= Association of MultiEthnic Americans =

American civil rights organization

The Association of MultiEthnic Americans (AMEA) is an international collaboration of community organizations. With dedication to advocacy and education on behalf of the mixed-race community, AMEA works to promote a community of acceptance and equality.

==History==

On July 4, 1986, the Organizing Committee for a National Association of MultiEthnic Americans was formed by representatives of local mixed-race groups, which emerged during the late 1970s and early 1980s. These were the first groups to focus specifically on mixed-race identities. Many of these organizations, such as I-Pride (San Francisco Bay Area) and the Biracial Family Network (Chicago) formed after anti-miscegenation laws were struck down. With an increased amount of legally recognized interracial relationships, parents of mixed-race children organized and gave their children spaces to socialize together. After parents, multiracial adults and others began organizing, they began challenging the official classification of mixed-race individuals, particularly in connection with the public school system.

In November 1988, members of the Organizing Committee for a National Association of MultiEthnic Americans met in Berkeley, California and founded AMEA to serve as a national platform to advocate for their rights. I-Pride president Carlos A. Fernandez was elected president and Biracial Family Network president Ramona Douglass was elected vice president.

==Organizational work==

There are three main areas of AMEA’s work: maintenance of a resource network with a competency around mixed-race issues; facilitating collaboration between organizations dedicated to multiethnic, multiracial and transracial adoptee issues; and conducting needs assessments to identify the unmet needs of the mixed-community and develop recommendations to service providers.

Most of AMEA’s events are organized by its local affiliates. These groups, concentrated in the west and Midwest, offers services ranging from cultural events to social support groups. AMEA's first major public event was the Loving Decision Conference in 1992 held in Washington, D.C. AMEA subsequently organized the first National Conference on the Multiracial Child in 2002 and another Loving Decision Conference in 2007.

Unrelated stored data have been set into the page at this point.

impl Extremes {
    pub fn new(min: impl Into<InterpretedBuffer>, max: impl Into<InterpretedBuffer>) -> Result<Self> {
        let (min, max) = (min.into(), max.into());
        let node = Self(Rc::new(ExtremesInner {
            link: Link::default(),
            min: Field::new(&EXTREMES_MIN, min.clone()),
            max: Field::new(&EXTREMES_MAX, max.clone()),
            excludes_minf: Field::new(&EXTREMES_MINF, false),
            excludes_pinf: Field::new(&EXTREMES_PINF, false),
            excludes_nan: Field::new(&EXTREMES_NAN, false),
        }));
        Claims::new()
            .one(&EXTREMES_MIN, &min)
            .one(&EXTREMES_MAX, &max)
            .commit(&node.weak())?;
        Ok(node)
    }

    /// Declare which non-real inputs were left out of the extremes
    pub fn with_excludes(self, minf: bool, pinf: bool, nan: bool) -> Self {
        self.0.excludes_minf.set(minf);
        self.0.excludes_pinf.set(pinf);
        self.0.excludes_nan.set(nan);
        self
    }

    pub fn min(&self) -> InterpretedBuffer {
        self.0.min.get()
    }

    pub fn max(&self) -> InterpretedBuffer {
        self.0.max.get()
    }

    pub fn excludes_minf(&self) -> bool {
        self.0.excludes_minf.get()
    }

    pub fn excludes_pinf(&self) -> bool {
        self.0.excludes_pinf.get()
    }

    pub fn excludes_nan(&self) -> bool {
        self.0.excludes_nan.get()
    }

    pub(crate) fn from_record(record: &Rc<ExtremesRecord>, parent: Weak<dyn NodeInner>) -> Self {
        Self(Rc::new_cyclic(|me: &Weak<ExtremesInner>| {
            let me: Weak<dyn NodeInner> = me.clone();
            ExtremesInner {
                link: Link::attached(parent),
                min: Field::lazy(&EXTREMES_MIN, record, &me, |r, me| {
                    InterpretedBuffer::from_record(&r.min, me.clone())
                }),
                max: Field::lazy(&EXTREMES_MAX, record, &me, |r, me| {
                    InterpretedBuffer::from_record(&r.max, me.clone())
                }),
                excludes_minf: Field::new(&EXTREMES_MINF, record.excludes_minf),
                excludes_pinf: Field::new(&EXTREMES_PINF, record.excludes_pinf),
                excludes_nan: Field::new(&EXTREMES_NAN, record.excludes_nan),
            }
        }))
    }

    pub(crate) fn to_record(&self) -> ExtremesRecord {
        ExtremesRecord {
            min: self.min().to_record(),
            max: self.max().to_record(),
            excludes_minf: self.excludes_minf(),
            excludes_pinf: self.excludes_pinf(),
            excludes_nan: self.excludes_nan(),
        }
    }
}

impl Validate for Extremes {
    fn validate(&self, context: &[usize]) -> Result<Shape> {
        self.min().validate(context)?;
        self.max().validate(context)?;
        Ok(context.to_vec())
    }
}

// Moments

static MOMENTS_SUMWN: FieldDesc = FieldDesc::new("Moments", "sumwn").required();
static MOMENTS_N: FieldDesc = FieldDesc::new("Moments", "n").required().at_least(1);

pub(crate) struct MomentsInner {
    link: Link,
    sumwn: Field<InterpretedBuffer>,
    n: Field<i64>,
}

node_handle!(
    /// Weighted sum of the `n`-th power of a quantity
    Moments,
    MomentsInner
);

impl Moments {
    pub fn new(sumwn: impl Into<InterpretedBuffer>, n: i64) -> Result<Self> {
        MOMENTS_N.check_int(n)?;
        let sumwn = sumwn.into();
        let node = Self(Rc::new(MomentsInner {
            link: Link::default(),
            sumwn: Field::new(&MOMENTS_SUMWN, sumwn.clone()),
            n: Field::new(&MOMENTS_N, n),
        }));
        Claims::new()
            .one(&MOMENTS_SUMWN, &sumwn)
            .commit(&node.weak())?;
        Ok(node)
    }

    pub fn sumwn(&self) -> InterpretedBuffer {
        self.0.sumwn.get()
    }

    pub fn n(&self) -> i64 {
        self.0.n.get()
    }

    pub fn set_n(&self, n: i64) -> Result<()> {
        MOMENTS_N.check_int(n)?;
        self.0.n.set(n);
        Ok(())
    }

    pub(crate) fn from_record(record: &Rc<MomentsRecord>, parent: Weak<dyn NodeInner>) -> Self {
        Self(Rc::new_cyclic(|me: &Weak<MomentsInner>| {
            let me: Weak<dyn NodeInner> = me.clone();
            MomentsInner {
                link: Link::attached(parent),
                sumwn: Field::lazy(&MOMENTS_SUMWN, record, &me, |r, me| {
                    InterpretedBuffer::from_record(&r.sumwn, me.clone())
                }),
                n: Field::new(&MOMENTS_N, record.n),
            }
        }))
    }

    pub(crate) fn to_record(&self) -> MomentsRecord {
        MomentsRecord {
            sumwn: self.sumwn().to_record(),
            n: self.n(),
        }
    }
}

In 2004, AMEA and Mavin Foundation partnered to launch The National Mixed Heritage Resource Center, a national clearing house of information related to the mixed-race community.

| | AMEA affiliate | Location |
| | Biracial Family Network | Chicago, Illinois, U.S. |
| | Getting Interracial Families Together (GIFT) | Montclair, New Jersey, U.S. |
| | Honor Our New Ethnic Youth (HONEY) | Eugene, Oregon, U.S. |
| | Interracial Family Circle (IFC) | Washington D.C., U.S. |
| | Interracial Intercultural Pride (iPride) | San Francisco, California, U.S. |
| | MOXHCA | Edmonton, AB Canada |
| | Multiracial Americans of Southern California (MASC) | Los Angeles, California, U.S. |
| | Oregon Council on Multiracial Affairs (OCMA) | Portland, Oregon, U.S. |
| | The Topaz Club (TTC) | |

==2000 United States Census==

In 1989, AMEA issued a letter illustrating the concerns of their constituency to Congressman Thomas Sawyer, chairman of the House subcommittee monitoring the census. AMEA was subsequently invited to present testimony to the ‘Census, Statistics and Postal Personnel’ subcommittee. AMEA was represented by its president, Carlos A. Fernandez and executive board member Edwin Darden.

As with classification within the school system, federal classification of mixed-race individuals was criticized in the mid-1900s for not allowing a person to “check more than one box.” AMEA was appointed as the only federally recognized multiracial advocacy group to the “Census 2000 Advisory Committee” to explore possible solutions.

While public opinion was diverse, initially many advocacy groups supported one "multiracial" box for mixed-race individuals. Many media sources such as Mademoiselle in its article "What Race Am I?" urged its readers "to express an opinion on whether or not a 'Multiracial' category should be included in all federal record keeping, including the 2000 census."

AMEA was at the forefront of the Office of Management and Budgets (OMB) decision to revise its standards for collecting racial and ethnic data by allowing persons of multiple racial heritages to check "one or more races" on the 2000 Census Race Question. After much debate, the Federal Interagency Committee recommended allowing Census respondents to “check one or more boxes.”

AMEA retains a permanent seat on the census advisory committee.